3. The Godfather (1972)
Francis Ford Coppola’s crime epic has long been heralded as one of the best films in the medium’s history. A lot to live up to then, but the Corleone family are nothing if not assertive – and the film likewise seems to grapple you more with every rewatch.
Whether it’s Gordon Willis’ innovative low-light cinematography or Nino Rota’s immortal orchestral score, The Godfather doesn’t seem to fall short in any of its technical fields. Yet, rather oddly, it also appears to work solely on the strength of its acting – from Brando’s titular head honcho to a Pacino masterclass in restrained apprehension.
2. Alien (1979)
Despite Ridley Scott’s recent best efforts to explore the Alien universe’s seemingly infinite potential with two muddled prequels, it’s now become clearer than ever that the apex of this series will always remain in its first entry.

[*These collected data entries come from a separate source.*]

use serde::{Deserialize, Serialize};
use std::env;
use std::time::Duration;

#[derive(Clone, Debug, Serialize, Deserialize)]
pub struct Config {
    pub bind_addr: String,
    pub cache_ttl_secs: u64,
    pub http_timeout_secs: u64,
    pub wdfw_base_url: String,
    pub usgs_base_url: String,
    pub wsdot_base_url: String,
    pub noaa_base_url: String,
    pub resend_base_url: String,
    pub returns_snapshot_path: String,
}

impl Config {
    pub fn from_env() -> anyhow::Result<Self> {
        Ok(Config {
            bind_addr: env::var("BIND_ADDR").unwrap_or_else(|_| "0.0.0.0:3010".to_string()),
            cache_ttl_secs: parse_secs("CACHE_TTL_SECS", 900)?,
            http_timeout_secs: parse_secs("HTTP_TIMEOUT_SECS", 30)?,
            wdfw_base_url: env::var("WDFW_BASE_URL")
                .unwrap_or_else(|_| "https://data.wa.gov".to_string()),
            usgs_base_url: env::var("USGS_BASE_URL")
                .unwrap_or_else(|_| "https://waterservices.usgs.gov".to_string()),
            wsdot_base_url: env::var("WSDOT_BASE_URL")
                .unwrap_or_else(|_| "https://data.wsdot.wa.gov".to_string()),
            noaa_base_url: env::var("NOAA_BASE_URL")
                .unwrap_or_else(|_| "https://www.fisheries.noaa.gov".to_string()),
            resend_base_url: env::var("RESEND_BASE_URL")
                .unwrap_or_else(|_| "https://api.resend.com".to_string()),
            returns_snapshot_path: env::var("RETURNS_SNAPSHOT_PATH")
                .unwrap_or_else(|_| "data/salmon-returns.json".to_string()),
        })
    }

    /// Every upstream pointed at one base URL. Used by tests that stand up a single mock server.
    #[cfg(test)]
    pub fn for_base_url(base: &str) -> Self {
        Config {
            bind_addr: "127.0.0.1:0".to_string(),
            cache_ttl_secs: 900,
            http_timeout_secs: 5,
            wdfw_base_url: base.to_string(),
            usgs_base_url: base.to_string(),
            wsdot_base_url: base.to_string(),
            noaa_base_url: base.to_string(),
            resend_base_url: base.to_string(),
            returns_snapshot_path: "data/salmon-returns.json".to_string(),
        }
    }

    pub fn cache_ttl(&self) -> Duration {
        Duration::from_secs(self.cache_ttl_secs)
    }

    pub fn http_timeout(&self) -> Duration {
        Duration::from_secs(self.http_timeout_secs)
    }
}

fn parse_secs(var: &str, default: u64) -> anyhow::Result<u64> {
    match env::var(var) {
        Ok(raw) => raw
            .trim()
            .parse::<u64>()
            .map_err(|_| anyhow::anyhow!("{} must be a whole number of seconds, got {:?}", var, raw)),
        Err(_) => Ok(default),
    }
}
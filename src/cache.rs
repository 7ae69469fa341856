use async_trait::async_trait;
use moka::future::Cache;
use moka::ops::compute::{CompResult, Op};
use serde_json::Value;
use std::future::Future;
use std::sync::Arc;
use std::time::Duration;
use tokio::time::Instant;

/// One slot per cached endpoint. The key set is closed, so the cache never
/// needs size-based eviction.
#[derive(Debug, Clone, Copy, PartialEq, Eq, Hash)]
pub enum CacheKey {
    Returns,
    Stations,
    Barriers,
    Scrape,
}

impl CacheKey {
    pub fn as_str(&self) -> &'static str {
        match self {
            CacheKey::Returns => "wdfw",
            CacheKey::Stations => "usgs",
            CacheKey::Barriers => "barriers",
            CacheKey::Scrape => "scrape",
        }
    }
}

#[derive(Debug, Clone)]
pub struct CacheEntry {
    pub key: CacheKey,
    pub timestamp: Instant,
    pub payload: Arc<Value>,
}

/// Shared store of the last successful payload per endpoint.
///
/// Lives behind a trait so the in-process map can be swapped for a shared
/// key-value store when the service runs on more than one node.
#[async_trait]
pub trait ResponseCache: Send + Sync {
    /// Fresh payload for `key`, or `None` when absent or older than the TTL.
    async fn get(&self, key: CacheKey) -> Option<Arc<Value>>;
    /// Replaces the entry for `key` wholesale.
    async fn set(&self, key: CacheKey, payload: Value) -> Arc<Value>;
    async fn clear(&self);
}

pub struct MemoryCache {
    entries: Cache<CacheKey, CacheEntry>,
    ttl: Duration,
}

impl MemoryCache {
    pub fn new(ttl: Duration) -> Self {
        Self {
            entries: Cache::builder().name("aggregation").build(),
            ttl,
        }
    }

    pub fn ttl(&self) -> Duration {
        self.ttl
    }

    fn is_stale(&self, entry: &CacheEntry) -> bool {
        entry.timestamp.elapsed() > self.ttl
    }

    /// Removes the entry for `key` only if it is still expired, so a fresh
    /// `set` that landed after the caller's read survives.
    async fn evict_if_stale(&self, key: CacheKey) {
        let outcome = self
            .entries
            .entry(key)
            .and_compute_with(|current| {
                let op = match current {
                    Some(entry) if self.is_stale(entry.value()) => Op::Remove,
                    _ => Op::Nop,
                };
                std::future::ready(op)
            })
            .await;

        if let CompResult::Removed(entry) = outcome {
            tracing::debug!("Cache entry {} expired", entry.key().as_str());
        }
    }
}

#[async_trait]
impl ResponseCache for MemoryCache {
    async fn get(&self, key: CacheKey) -> Option<Arc<Value>> {
        let entry = self.entries.get(&key).await?;

        if self.is_stale(&entry) {
            self.evict_if_stale(entry.key).await;
            return None;
        }

        Some(entry.payload)
    }

    async fn set(&self, key: CacheKey, payload: Value) -> Arc<Value> {
        let payload = Arc::new(payload);
        self.entries
            .insert(
                key,
                CacheEntry {
                    key,
                    timestamp: Instant::now(),
                    payload: payload.clone(),
                },
            )
            .await;
        payload
    }

    async fn clear(&self) {
        self.entries.invalidate_all();
    }
}

/// Serve `key` from the cache, or run `fetch` and store its result.
///
/// Errors are returned as-is and never cached, so the next request goes
/// upstream again. Two concurrent misses may both fetch; the last write wins.
pub async fn get_or_fetch<F, Fut, E>(
    cache: &dyn ResponseCache,
    key: CacheKey,
    fetch: F,
) -> Result<Arc<Value>, E>
where
    F: FnOnce() -> Fut,
    Fut: Future<Output = Result<Value, E>>,
{
    if let Some(hit) = cache.get(key).await {
        tracing::debug!("Cache hit for {}", key.as_str());
        return Ok(hit);
    }

    tracing::debug!("Cache miss for {}", key.as_str());
    let payload = fetch().await?;
    Ok(cache.set(key, payload).await)
}
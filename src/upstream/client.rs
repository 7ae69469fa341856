use super::sources::Source;
use crate::config::Config;
use reqwest::header::ACCEPT;
use reqwest::{Client, StatusCode};
use serde_json::Value;
use thiserror::Error;

#[derive(Error, Debug)]
pub enum UpstreamError {
    #[error("{provider} API error: {status}")]
    Status {
        provider: &'static str,
        status: StatusCode,
    },
    #[error("{provider} request failed: {source}")]
    Transport {
        provider: &'static str,
        #[source]
        source: reqwest::Error,
    },
    #[error("{provider} returned invalid JSON: {source}")]
    Decode {
        provider: &'static str,
        #[source]
        source: serde_json::Error,
    },
}

/// Stateless GET client shared by every upstream feed.
///
/// One request per call, no retries. Failures come back as [`UpstreamError`]
/// values for the endpoint layer to map onto a status code.
pub struct UpstreamClient {
    client: Client,
    config: Config,
}

impl UpstreamClient {
    pub fn new(config: Config) -> Result<Self, reqwest::Error> {
        let client = Client::builder()
            .user_agent("PugetSoundSalmonHealth/1.0")
            .timeout(config.http_timeout())
            .build()?;

        Ok(Self { client, config })
    }

    pub fn http(&self) -> &Client {
        &self.client
    }

    pub fn config(&self) -> &Config {
        &self.config
    }

    pub async fn fetch(&self, source: Source) -> Result<Value, UpstreamError> {
        let url = source.url(&self.config);
        self.get_json(source.provider(), &url, source.query(), source.wants_accept_json())
            .await
    }

    pub(crate) async fn get_json(
        &self,
        provider: &'static str,
        url: &str,
        params: &[(&str, &str)],
        accept_json: bool,
    ) -> Result<Value, UpstreamError> {
        let mut request = self.client.get(url).query(params);
        if accept_json {
            request = request.header(ACCEPT, "application/json");
        }

        let response = request
            .send()
            .await
            .map_err(|source| UpstreamError::Transport { provider, source })?;

        let status = response.status();
        if !status.is_success() {
            tracing::debug!("{} responded {} for {}", provider, status, url);
            return Err(UpstreamError::Status { provider, status });
        }

        let body = response
            .bytes()
            .await
            .map_err(|source| UpstreamError::Transport { provider, source })?;

        serde_json::from_slice(&body).map_err(|source| UpstreamError::Decode { provider, source })
    }
}
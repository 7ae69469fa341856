use crate::upstream::{Source, UpstreamClient};
use futures::future::join_all;
use serde::{Deserialize, Serialize};
use serde_json::{Map, Value};
use utoipa::ToSchema;

/// Feeds merged by `/api/scrape`, in the order errors are reported.
pub const SCRAPE_SOURCES: &[(&str, Source)] = &[
    ("wdfw.escapement", Source::Escapement),
    ("wdfw.populations", Source::Populations),
    ("wdfw.recoveryGoals", Source::RecoveryGoals),
    ("noaa", Source::NoaaContent),
    ("pugetsoundPartnership", Source::PugetSoundPartnership),
];

#[derive(Debug, Clone, Default, PartialEq, Serialize, Deserialize, ToSchema)]
#[serde(rename_all = "camelCase")]
pub struct AggregateResult {
    /// Source key to payload; `null` when that source failed.
    #[schema(value_type = Object)]
    pub by_source: Map<String, Value>,
    /// `"<source-key>: <reason>"`, one per failed source.
    pub errors: Vec<String>,
}

pub struct Aggregator {
    sources: Vec<(String, Source)>,
}

impl Aggregator {
    pub fn new(sources: &[(&str, Source)]) -> Self {
        Self {
            sources: sources
                .iter()
                .map(|(key, source)| (key.to_string(), *source))
                .collect(),
        }
    }

    pub fn scrape() -> Self {
        Self::new(SCRAPE_SOURCES)
    }

    /// Fetch every source concurrently and wait for all of them. A failing
    /// source only empties its own slot.
    pub async fn run(&self, client: &UpstreamClient) -> AggregateResult {
        let outcomes = join_all(
            self.sources
                .iter()
                .map(|(key, source)| async move { (key, client.fetch(*source).await) }),
        )
        .await;

        let mut result = AggregateResult::default();
        for (key, outcome) in outcomes {
            match outcome {
                Ok(payload) => {
                    result.by_source.insert(key.clone(), payload);
                }
                Err(e) => {
                    tracing::warn!("Aggregate source {} failed: {}", key, e);
                    result.by_source.insert(key.clone(), Value::Null);
                    result.errors.push(format!("{}: {}", key, e));
                }
            }
        }

        result
    }
}

#[cfg(test)]
mod tests {
    use super::*;
    use crate::config::Config;
    use serde_json::json;
    use wiremock::matchers::{method, path};
    use std::time::{Duration, Instant};
    use wiremock::{Mock, MockServer, ResponseTemplate};

    fn populated(result: &AggregateResult) -> usize {
        result.by_source.values().filter(|v| !v.is_null()).count()
    }

    async fn mount_ok(server: &MockServer, source: Source, body: Value) {
        Mock::given(method("GET"))
            .and(path(source.path()))
            .respond_with(ResponseTemplate::new(200).set_body_json(body))
            .mount(server)
            .await;
    }

    #[tokio::test]
    async fn test_all_sources_succeed() {
        let mock_server = MockServer::start().await;
        for (key, source) in SCRAPE_SOURCES {
            mount_ok(&mock_server, *source, json!({"from": key})).await;
        }

        let client = UpstreamClient::new(Config::for_base_url(&mock_server.uri())).unwrap();
        let result = Aggregator::scrape().run(&client).await;

        assert!(result.errors.is_empty());
        assert_eq!(populated(&result), SCRAPE_SOURCES.len());
        assert_eq!(result.by_source["noaa"], json!({"from": "noaa"}));
    }

    #[tokio::test]
    async fn test_one_failing_source_leaves_the_rest() {
        let mock_server = MockServer::start().await;
        for (key, source) in SCRAPE_SOURCES {
            if *source == Source::Populations {
                Mock::given(method("GET"))
                    .and(path(source.path()))
                    .respond_with(ResponseTemplate::new(500))
                    .mount(&mock_server)
                    .await;
            } else {
                mount_ok(&mock_server, *source, json!({"from": key})).await;
            }
        }

        let client = UpstreamClient::new(Config::for_base_url(&mock_server.uri())).unwrap();
        let result = Aggregator::scrape().run(&client).await;

        assert_eq!(populated(&result), SCRAPE_SOURCES.len() - 1);
        assert_eq!(
            result.errors,
            vec!["wdfw.populations: WDFW API error: 500 Internal Server Error".to_string()]
        );
        assert_eq!(result.by_source["wdfw.populations"], Value::Null);
        assert_eq!(result.by_source["wdfw.escapement"], json!({"from": "wdfw.escapement"}));
    }

    #[tokio::test]
    async fn test_every_source_failing_still_returns_result() {
        let mock_server = MockServer::start().await;
        Mock::given(method("GET"))
            .respond_with(ResponseTemplate::new(502))
            .mount(&mock_server)
            .await;

        let client = UpstreamClient::new(Config::for_base_url(&mock_server.uri())).unwrap();
        let result = Aggregator::scrape().run(&client).await;

        assert_eq!(populated(&result), 0);
        assert_eq!(result.errors.len(), SCRAPE_SOURCES.len());
        assert!(result.errors[3].starts_with("noaa: NOAA API error: 502"));
    }

    #[tokio::test]
    async fn test_sources_are_fetched_concurrently() {
        let mock_server = MockServer::start().await;
        for (key, source) in SCRAPE_SOURCES {
            Mock::given(method("GET"))
                .and(path(source.path()))
                .respond_with(
                    ResponseTemplate::new(200)
                        .set_body_json(json!({"from": key}))
                        .set_delay(Duration::from_millis(500)),
                )
                .expect(1)
                .mount(&mock_server)
                .await;
        }

        let client = UpstreamClient::new(Config::for_base_url(&mock_server.uri())).unwrap();
        let started = Instant::now();
        let result = Aggregator::scrape().run(&client).await;
        let elapsed = started.elapsed();

        assert_eq!(populated(&result), SCRAPE_SOURCES.len());
        // Sequential fetches would take at least 5 x 500ms
        assert!(elapsed < Duration::from_millis(1500), "took {:?}", elapsed);
    }

    #[test]
    fn test_result_serializes_camel_case() {
        let mut result = AggregateResult::default();
        result.by_source.insert("noaa".to_string(), Value::Null);
        result.errors.push("noaa: NOAA API error: 500 Internal Server Error".to_string());

        let rendered = serde_json::to_value(&result).unwrap();
        assert_eq!(rendered["bySource"], json!({"noaa": null}));
        assert_eq!(rendered["errors"].as_array().unwrap().len(), 1);
    }
}
pub mod refresh;

use serde::{Deserialize, Serialize};
use std::path::Path;
use thiserror::Error;
use utoipa::{IntoParams, ToSchema};

#[derive(Error, Debug)]
pub enum SnapshotError {
    #[error("Snapshot I/O failed: {0}")]
    Io(#[from] std::io::Error),
    #[error("Snapshot JSON invalid: {0}")]
    Json(#[from] serde_json::Error),
    #[error("Escapement page at offset {offset} was not a JSON array")]
    UnexpectedPage { offset: usize },
    #[error(transparent)]
    Upstream(#[from] crate::upstream::UpstreamError),
}

#[derive(Debug, Clone, Copy, PartialEq, Eq, Serialize, Deserialize, ToSchema)]
#[serde(rename_all = "lowercase")]
pub enum Confidence {
    High,
    Medium,
    Low,
}

impl Confidence {
    pub fn for_year(year: i32) -> Self {
        if year >= 2020 {
            Confidence::High
        } else if year >= 2015 {
            Confidence::Medium
        } else {
            Confidence::Low
        }
    }
}

/// One population's estimated return for one year.
#[derive(Debug, Clone, PartialEq, Serialize, Deserialize, ToSchema)]
#[serde(rename_all = "camelCase")]
pub struct SalmonReturn {
    pub id: String,
    pub watershed_id: String,
    pub species_id: String,
    pub year: i32,
    pub count_estimate: u64,
    pub method: String,
    pub source: String,
    pub confidence: Confidence,
}

/// Pre-processed escapement records written by `refresh-returns`.
#[derive(Debug, Clone, PartialEq, Serialize, Deserialize, ToSchema)]
#[serde(rename_all = "camelCase")]
pub struct ReturnsSnapshot {
    pub fetched_at: chrono::DateTime<chrono::Utc>,
    pub source: String,
    pub record_count: usize,
    pub returns: Vec<SalmonReturn>,
}

#[derive(Debug, Default, Deserialize, IntoParams)]
#[serde(rename_all = "camelCase")]
#[into_params(parameter_in = Query)]
pub struct ReturnsQuery {
    /// Watershed id, or `all`.
    pub watershed_id: Option<String>,
    /// Species id, or `all`.
    pub species_id: Option<String>,
    pub start_year: Option<i32>,
    pub end_year: Option<i32>,
}

impl ReturnsSnapshot {
    pub fn load(path: impl AsRef<Path>) -> Result<Self, SnapshotError> {
        let raw = std::fs::read(path)?;
        Ok(serde_json::from_slice(&raw)?)
    }

    pub fn write(&self, path: impl AsRef<Path>) -> Result<(), SnapshotError> {
        let path = path.as_ref();
        if let Some(dir) = path.parent() {
            std::fs::create_dir_all(dir)?;
        }
        std::fs::write(path, serde_json::to_vec_pretty(self)?)?;
        Ok(())
    }

    pub fn filter(&self, query: &ReturnsQuery) -> Vec<SalmonReturn> {
        fn selected(filter: &Option<String>, value: &str) -> bool {
            match filter.as_deref() {
                None | Some("all") => true,
                Some(wanted) => wanted == value,
            }
        }

        self.returns
            .iter()
            .filter(|r| selected(&query.watershed_id, &r.watershed_id))
            .filter(|r| selected(&query.species_id, &r.species_id))
            .filter(|r| query.start_year.map_or(true, |y| r.year >= y))
            .filter(|r| query.end_year.map_or(true, |y| r.year <= y))
            .cloned()
            .collect()
    }
}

This seminal sci-fi struck that forever-winning sweet spot of introducing a world rich enough in lore and mystery to hook us in, but deploying its powers sparingly so as to not exhaust its impact. And while its sequel Aliens did largely succeed in turning up everything to 11 (as we’ll see next week), this original is living proof of that old adage: less is more.
1. Barry Lyndon (1975)
From A Clockwork Orange to The Shining, Full Metal Jacket to 2001, Stanley Kubrick’s staggering oeuvre often has one missing entry. His criminally overlooked masterpiece, I’ve come to realise, is actually Barry Lyndon – a sprawling epic set in the 18th century.
By way of some cunning (if cowardly) trickery amidst the Seven Years’ War, our titular lead (Ryan O’Neal) sees himself grow from a lowly Irishman to a landowning lord in the countrysides of England.
The entire film looks like the sort of oil painting you’d find in a Thomas Gainsborough exhibition – such is the sheer beauty of John Alcott’s cinematography. Kubrick’s fond tendency to employ classical music is, for once, compatible with its setting – with his usual Mozart accompanied by every great from Schubert to Handel.